Work required:
Whatever the listing holds, output it without alteration.

Source information:
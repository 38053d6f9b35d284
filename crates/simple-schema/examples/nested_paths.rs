//! Nested Paths Example
//!
//! This example demonstrates dot-path traversal and array fan-out: a rule on
//! `items.sku` applies to every element of the `items` array, reporting one
//! error per failing element.
//!
//! Run with:
//! ```bash
//! cargo run -p simple-schema --example nested_paths
//! ```

use simple_schema::{validate, Rule, Schema, TypeTag, Value};

fn main() {
    let schema = Schema::new()
        .rule(
            "order.id",
            Rule::new()
                .required()
                .type_tag(TypeTag::Number)
                .error("E_ORDER_ID", "order id must be numeric"),
        )
        .rule(
            "order.items",
            Rule::new()
                .required()
                .type_tag(TypeTag::Array)
                .min(1)
                .error("E_ITEMS", "an order needs at least one item"),
        )
        .rule(
            "order.items.sku",
            Rule::new()
                .required()
                .type_tag(TypeTag::String)
                .error("E_SKU", "every item needs a string sku"),
        )
        .rule(
            "order.items.quantity",
            Rule::new()
                .required()
                .type_tag(TypeTag::Number)
                .min(1)
                .error("E_QUANTITY", "every item needs a positive quantity"),
        );

    let order = Value::object([(
        "order",
        Value::object([
            ("id", Value::from(981)),
            (
                "items",
                Value::list([
                    Value::object([
                        ("sku", Value::from("A-100")),
                        ("quantity", Value::from(2)),
                    ]),
                    // Missing sku
                    Value::object([("quantity", Value::from(1))]),
                    // Zero quantity
                    Value::object([
                        ("sku", Value::from("B-200")),
                        ("quantity", Value::from(0)),
                    ]),
                ]),
            ),
        ]),
    )]);

    let errors = validate(&order, Some(&schema)).expect("subject present");
    println!("{} error(s)", errors.len());
    for error in &errors {
        println!("  {}", error);
    }
}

Worked solution:
repository 38053d6f9b35d284
filename crates/simple-schema/examples/nested_paths.rs
//! Nested Paths Example
//!
//! This example demonstrates dot-path traversal and array fan-out: a rule on
//! `items.sku` applies to every element of the `items` array, reporting one
//! error per failing element.
//!
//! Run with:
//! ```bash
//! cargo run -p simple-schema --example nested_paths
//! ```

use simple_schema::{validate, Rule, Schema, TypeTag, Value};

fn main() {
    let schema = Schema::new()
        .rule(
            "order.id",
            Rule::new()
                .required()
                .type_tag(TypeTag::Number)
                .error("E_ORDER_ID", "order id must be numeric"),
        )
        .rule(
            "order.items",
            Rule::new()
                .required()
                .type_tag(TypeTag::Array)
                .min(1)
                .error("E_ITEMS", "an order needs at least one item"),
        )
        .rule(
            "order.items.sku",
            Rule::new()
                .required()
                .type_tag(TypeTag::String)
                .error("E_SKU", "every item needs a string sku"),
        )
        .rule(
            "order.items.quantity",
            Rule::new()
                .required()
                .type_tag(TypeTag::Number)
                .min(1)
                .error("E_QUANTITY", "every item needs a positive quantity"),
        );

    let order = Value::object([(
        "order",
        Value::object([
            ("id", Value::from(981)),
            (
                "items",
                Value::list([
                    Value::object([
                        ("sku", Value::from("A-100")),
                        ("quantity", Value::from(2)),
                    ]),
                    // Missing sku
                    Value::object([("quantity", Value::from(1))]),
                    // Zero quantity
                    Value::object([
                        ("sku", Value::from("B-200")),
                        ("quantity", Value::from(0)),
                    ]),
                ]),
            ),
        ]),
    )]);

    let errors = validate(&order, Some(&schema)).expect("subject present");
    println!("{} error(s)", errors.len());
    for error in &errors {
        println!("  {}", error);
    }
}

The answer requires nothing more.